Maria Bertha Charlotte (Mieke) Vogels (born 20 April 1954) Belgian politician from Flanders in the environmentalist party Groen!.

Education 
In 1978, Vogels earned a master's degree in Political and Social Sciences from the University Institution Antwerp (present University of Antwerp).

Political career
 1985 - 1995 : Member of the Belgian Chamber of Representatives
 1995 - 1999 : Member of the city council of Antwerp
 1995 - 1999 : schepen (alderman) of Antwerp
 1999        : Senator of the Belgian Federal Parliament
 1999 - 2002 : Flemish minister of well-being, health and equal opportunities
 2002 - 2003 : Flemish minister of well-being, health, equal opportunities and development cooperation
 2004 - 2006 : OCMW-council member (social services) in Antwerp
 2004 -      : Member of the Flemish Parliament
 2007 -      : Member of the district council in Deurne
 2007 - October 2009 : Chairwoman of the party Groen!

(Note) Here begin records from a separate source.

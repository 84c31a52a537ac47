//! Configuration for leitner trainer.

use serde::{Deserialize, Serialize};
use std::path::PathBuf;

const APP_NAME: &str = "leitner-trainer";

#[derive(Debug, Clone, Default, Serialize, Deserialize)]
pub struct Config {
    #[serde(default)]
    pub study: StudyConfig,
    #[serde(default)]
    pub display: DisplayConfig,
    #[serde(default)]
    pub storage: StorageConfig,
    #[serde(default)]
    pub logging: LoggingConfig,
}

impl Config {
    /// Read the config file. A missing file yields defaults; a malformed one is an error.
    pub fn load() -> Result<Self, toml::de::Error> {
        match Self::config_path().and_then(|p| std::fs::read_to_string(p).ok()) {
            Some(content) => Self::parse(&content),
            None => Ok(Self::default()),
        }
    }

    pub fn parse(content: &str) -> Result<Self, toml::de::Error> {
        toml::from_str(content)
    }

    pub fn save(&self) -> anyhow::Result<()> {
        if let Some(path) = Self::config_path() {
            if let Some(parent) = path.parent() {
                std::fs::create_dir_all(parent)?;
            }
            let content = toml::to_string_pretty(self)?;
            std::fs::write(path, content)?;
        }
        Ok(())
    }

    pub fn config_path() -> Option<PathBuf> {
        directories::ProjectDirs::from("", "", APP_NAME).map(|d| d.config_dir().join("config.toml"))
    }

    /// Database location, honouring `storage.db_path`.
    pub fn db_path(&self) -> Option<PathBuf> {
        self.storage.db_path.clone().or_else(|| {
            directories::ProjectDirs::from("", "", APP_NAME).map(|d| d.data_dir().join("decks.db"))
        })
    }

    pub fn log_path() -> Option<PathBuf> {
        directories::ProjectDirs::from("", "", APP_NAME).map(|d| d.data_dir().join("leitner-trainer.log"))
    }
}

#[derive(Debug, Clone, Serialize, Deserialize)]
pub struct StudyConfig {
    /// Cap on cards per study session.
    #[serde(default)]
    pub review_limit: Option<usize>,
    /// Show every section at once instead of revealing them one by one.
    #[serde(default)]
    pub reveal_all: bool,
}

impl Default for StudyConfig {
    fn default() -> Self {
        Self {
            review_limit: None,
            reveal_all: false,
        }
    }
}

#[derive(Debug, Clone, Serialize, Deserialize)]
pub struct DisplayConfig {
    #[serde(default = "default_true")]
    pub show_next_review: bool,
    #[serde(default = "default_date_format")]
    pub date_format: String,
}

fn default_true() -> bool { true }
fn default_date_format() -> String { "%Y-%m-%d".to_string() }

impl Default for DisplayConfig {
    fn default() -> Self {
        Self {
            show_next_review: true,
            date_format: default_date_format(),
        }
    }
}

#[derive(Debug, Clone, Default, Serialize, Deserialize)]
pub struct StorageConfig {
    #[serde(default)]
    pub db_path: Option<PathBuf>,
}

#[derive(Debug, Clone, Serialize, Deserialize)]
pub struct LoggingConfig {
    #[serde(default = "default_level")]
    pub level: String,
}

fn default_level() -> String { "info".to_string() }

impl Default for LoggingConfig {
    fn default() -> Self {
        Self { level: default_level() }
    }
}

#[cfg(test)]
mod tests {
    use super::*;

    #[test]
    fn test_defaults() {
        let config = Config::default();
        assert_eq!(config.study.review_limit, None);
        assert!(!config.study.reveal_all);
        assert!(config.display.show_next_review);
        assert_eq!(config.display.date_format, "%Y-%m-%d");
        assert_eq!(config.logging.level, "info");
    }

    #[test]
    fn test_partial_config() {
        let config = Config::parse(
            r#"
            [study]
            review_limit = 25

            [storage]
            db_path = "/tmp/cards.db"
            "#,
        )
        .unwrap();
        assert_eq!(config.study.review_limit, Some(25));
        assert!(config.display.show_next_review);
        assert_eq!(config.db_path(), Some(PathBuf::from("/tmp/cards.db")));
    }

    #[test]
    fn test_malformed_config_is_reported() {
        let err = Config::parse("[study\nreview_limit = ").unwrap_err();
        assert!(!err.to_string().is_empty());
    }

    #[test]
    fn test_round_trip() {
        let mut config = Config::default();
        config.display.show_next_review = false;
        let text = toml::to_string_pretty(&config).unwrap();
        let parsed = Config::parse(&text).unwrap();
        assert!(!parsed.display.show_next_review);
    }
}
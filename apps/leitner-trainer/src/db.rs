//! SQLite deck storage.

use leitner_core::{Card, CardStatus, Deck, DeckId, DeckStore, Schedule, Section};
use rusqlite::{params, Connection, Result as SqlResult};
use std::path::Path;
use thiserror::Error;
use uuid::Uuid;

#[derive(Debug, Error)]
pub enum DbError {
    #[error("SQLite error: {0}")]
    Sqlite(#[from] rusqlite::Error),
    #[error("JSON error: {0}")]
    Json(#[from] serde_json::Error),
    #[error("Invalid record: {0}")]
    InvalidRecord(String),
}

pub type DbResult<T> = Result<T, DbError>;

pub struct Database {
    conn: Connection,
}

impl Database {
    pub fn open(path: &Path) -> DbResult<Self> {
        let conn = Connection::open(path)?;
        let db = Self { conn };
        db.init()?;
        tracing::debug!(path = %path.display(), "opened database");
        Ok(db)
    }

    pub fn in_memory() -> DbResult<Self> {
        let conn = Connection::open_in_memory()?;
        let db = Self { conn };
        db.init()?;
        Ok(db)
    }

    fn init(&self) -> DbResult<()> {
        self.conn.execute_batch(
            r#"
            PRAGMA foreign_keys = ON;

            CREATE TABLE IF NOT EXISTS decks (
                id TEXT PRIMARY KEY,
                name TEXT NOT NULL,
                description TEXT NOT NULL DEFAULT '',
                created_at INTEGER NOT NULL,
                updated_at INTEGER NOT NULL
            );

            CREATE TABLE IF NOT EXISTS cards (
                id TEXT PRIMARY KEY,
                deck_id TEXT NOT NULL REFERENCES decks(id) ON DELETE CASCADE,
                position INTEGER NOT NULL,
                sections TEXT NOT NULL,
                status TEXT NOT NULL,
                box INTEGER NOT NULL,
                last_reviewed INTEGER NOT NULL,
                next_review INTEGER NOT NULL,
                created_at INTEGER NOT NULL,
                updated_at INTEGER NOT NULL
            );

            CREATE INDEX IF NOT EXISTS idx_cards_deck ON cards(deck_id, position);
            "#,
        )?;
        Ok(())
    }

    fn load_cards(&self, deck_id: DeckId) -> DbResult<Vec<Card>> {
        let mut stmt = self
            .conn
            .prepare("SELECT * FROM cards WHERE deck_id = ?1 ORDER BY position")?;
        let rows = stmt
            .query_map(params![deck_id.to_string()], |row| parse_card_row(row))?
            .collect::<SqlResult<Vec<_>>>()?;
        rows.into_iter().map(CardRow::into_card).collect()
    }

    fn load_deck(&self, row: DeckRow) -> DbResult<Deck> {
        let id = parse_id(&row.id)?;
        let cards = self.load_cards(id)?;
        Ok(Deck::restore(id, row.name, row.description, cards, row.created_at, row.updated_at))
    }
}

impl DeckStore for Database {
    type Error = DbError;

    fn get_deck(&self, id: DeckId) -> DbResult<Option<Deck>> {
        let mut stmt = self.conn.prepare("SELECT * FROM decks WHERE id = ?1")?;
        let row = stmt.query_row(params![id.to_string()], |row| parse_deck_row(row));

        match row {
            Ok(r) => Ok(Some(self.load_deck(r)?)),
            Err(rusqlite::Error::QueryReturnedNoRows) => Ok(None),
            Err(e) => Err(e.into()),
        }
    }

    fn save_deck(&mut self, deck: &Deck) -> DbResult<()> {
        let tx = self.conn.transaction()?;
        tx.execute(
            "INSERT INTO decks (id, name, description, created_at, updated_at)
             VALUES (?1, ?2, ?3, ?4, ?5)
             ON CONFLICT(id) DO UPDATE SET
                name = excluded.name, description = excluded.description,
                updated_at = excluded.updated_at",
            params![
                deck.id.to_string(),
                deck.name,
                deck.description,
                deck.created_at,
                deck.updated_at(),
            ],
        )?;
        tx.execute("DELETE FROM cards WHERE deck_id = ?1", params![deck.id.to_string()])?;

        {
            let mut insert = tx.prepare(
                "INSERT INTO cards (id, deck_id, position, sections, status, box,
                                    last_reviewed, next_review, created_at, updated_at)
                 VALUES (?1, ?2, ?3, ?4, ?5, ?6, ?7, ?8, ?9, ?10)",
            )?;
            for (position, card) in deck.cards().iter().enumerate() {
                let schedule = card.schedule();
                insert.execute(params![
                    card.id.to_string(),
                    card.deck_id.to_string(),
                    position as i64,
                    serde_json::to_string(card.sections())?,
                    schedule.status.as_str(),
                    i64::from(schedule.leitner_box),
                    schedule.last_reviewed,
                    schedule.next_review,
                    card.created_at,
                    card.updated_at(),
                ])?;
            }
        }

        tx.commit()?;
        tracing::debug!(deck = %deck.id, cards = deck.len(), "saved deck");
        Ok(())
    }

    fn list_decks(&self) -> DbResult<Vec<Deck>> {
        let mut stmt = self.conn.prepare("SELECT * FROM decks ORDER BY created_at, rowid")?;
        let rows = stmt
            .query_map([], |row| parse_deck_row(row))?
            .collect::<SqlResult<Vec<_>>>()?;
        rows.into_iter().map(|r| self.load_deck(r)).collect()
    }

    fn delete_deck(&mut self, id: DeckId) -> DbResult<bool> {
        let tx = self.conn.transaction()?;
        tx.execute("DELETE FROM cards WHERE deck_id = ?1", params![id.to_string()])?;
        let deleted = tx.execute("DELETE FROM decks WHERE id = ?1", params![id.to_string()])?;
        tx.commit()?;
        Ok(deleted > 0)
    }
}

struct DeckRow {
    id: String,
    name: String,
    description: String,
    created_at: i64,
    updated_at: i64,
}

struct CardRow {
    id: String,
    deck_id: String,
    sections: String,
    status: String,
    leitner_box: i64,
    last_reviewed: i64,
    next_review: i64,
    created_at: i64,
    updated_at: i64,
}

impl CardRow {
    fn into_card(self) -> DbResult<Card> {
        let sections: Vec<Section> = serde_json::from_str(&self.sections)?;
        let status = CardStatus::parse(&self.status)
            .ok_or_else(|| DbError::InvalidRecord(format!("unknown status '{}'", self.status)))?;
        let schedule = Schedule::from_raw(status, self.leitner_box, self.last_reviewed, self.next_review);

        Card::restore(
            parse_id(&self.id)?,
            parse_id(&self.deck_id)?,
            sections,
            schedule,
            self.created_at,
            self.updated_at,
        )
        .map_err(|e| DbError::InvalidRecord(format!("card {}: {e}", self.id)))
    }
}

fn parse_id(s: &str) -> DbResult<Uuid> {
    Uuid::parse_str(s).map_err(|e| DbError::InvalidRecord(format!("bad id '{s}': {e}")))
}

fn parse_deck_row(row: &rusqlite::Row) -> SqlResult<DeckRow> {
    Ok(DeckRow {
        id: row.get("id")?,
        name: row.get("name")?,
        description: row.get("description")?,
        created_at: row.get("created_at")?,
        updated_at: row.get("updated_at")?,
    })
}

fn parse_card_row(row: &rusqlite::Row) -> SqlResult<CardRow> {
    Ok(CardRow {
        id: row.get("id")?,
        deck_id: row.get("deck_id")?,
        sections: row.get("sections")?,
        status: row.get("status")?,
        leitner_box: row.get("box")?,
        last_reviewed: row.get("last_reviewed")?,
        next_review: row.get("next_review")?,
        created_at: row.get("created_at")?,
        updated_at: row.get("updated_at")?,
    })
}
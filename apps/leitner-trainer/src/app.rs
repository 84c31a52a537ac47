//! Application state and logic.

use crate::config::Config;
use crate::csv_io;
use crate::db::{Database, DbError};
use crate::session::Session;
use crossterm::event::{KeyCode, KeyEvent, KeyModifiers};
use leitner_core::{
    deck_stats, due_cards, due_count, next_due, Card, CardId, Deck, DeckId, DeckStats, Library, LibraryError,
    Rating, Section, Timestamp,
};
use std::collections::HashMap;
use std::fmt::Display;
use std::fs::File;
use std::path::Path;

pub type AppResult<T> = Result<T, LibraryError<DbError>>;

/// Source of "now" in milliseconds.
pub type Clock = fn() -> Timestamp;

pub fn system_clock() -> Timestamp {
    chrono::Utc::now().timestamp_millis()
}

pub struct App {
    pub library: Library<Database>,
    pub config: Config,
    pub clock: Clock,
    pub view: View,
    pub decks: Vec<Deck>,
    pub selected_deck: usize,
    pub deck_stats: HashMap<DeckId, DeckStats>,
    pub due_counts: HashMap<DeckId, usize>,
    pub session: Option<Session>,
    pub current_card: Option<Card>,
    pub selected_card: usize,
    pub editing: bool,
    pub input_buffer: String,
    pub input_field: InputField,
    pub draft: Draft,
    pub pending_delete: Option<PendingDelete>,
    pub message: Option<String>,
    pub show_help: bool,
    pub quit: bool,
}

#[derive(Debug, Clone, Copy, PartialEq, Eq)]
pub enum View {
    DeckList,
    Study,
    Dashboard,
    Editor,
}

#[derive(Debug, Clone, Copy, PartialEq, Eq)]
pub enum InputField {
    None,
    DeckName,
    DeckDescription,
    /// Section index of the card being written.
    Section(usize),
    ImportPath,
    ExportPath,
}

She quit as minister after her party Agalev was heavily defeated in the federal parliament elections of May 2003. She was succeeded by her fellow party member Adelheid Byttebier.

In October 2006 she was elected for the city council of Antwerp, as well as for the district council of Deurne. From 2007 on, she could only accept one of those mandates, and therefore she chose to continue in the district council.

In November 2007, she was elected as chairwoman of the party Groen!, where she succeeded Vera Dua.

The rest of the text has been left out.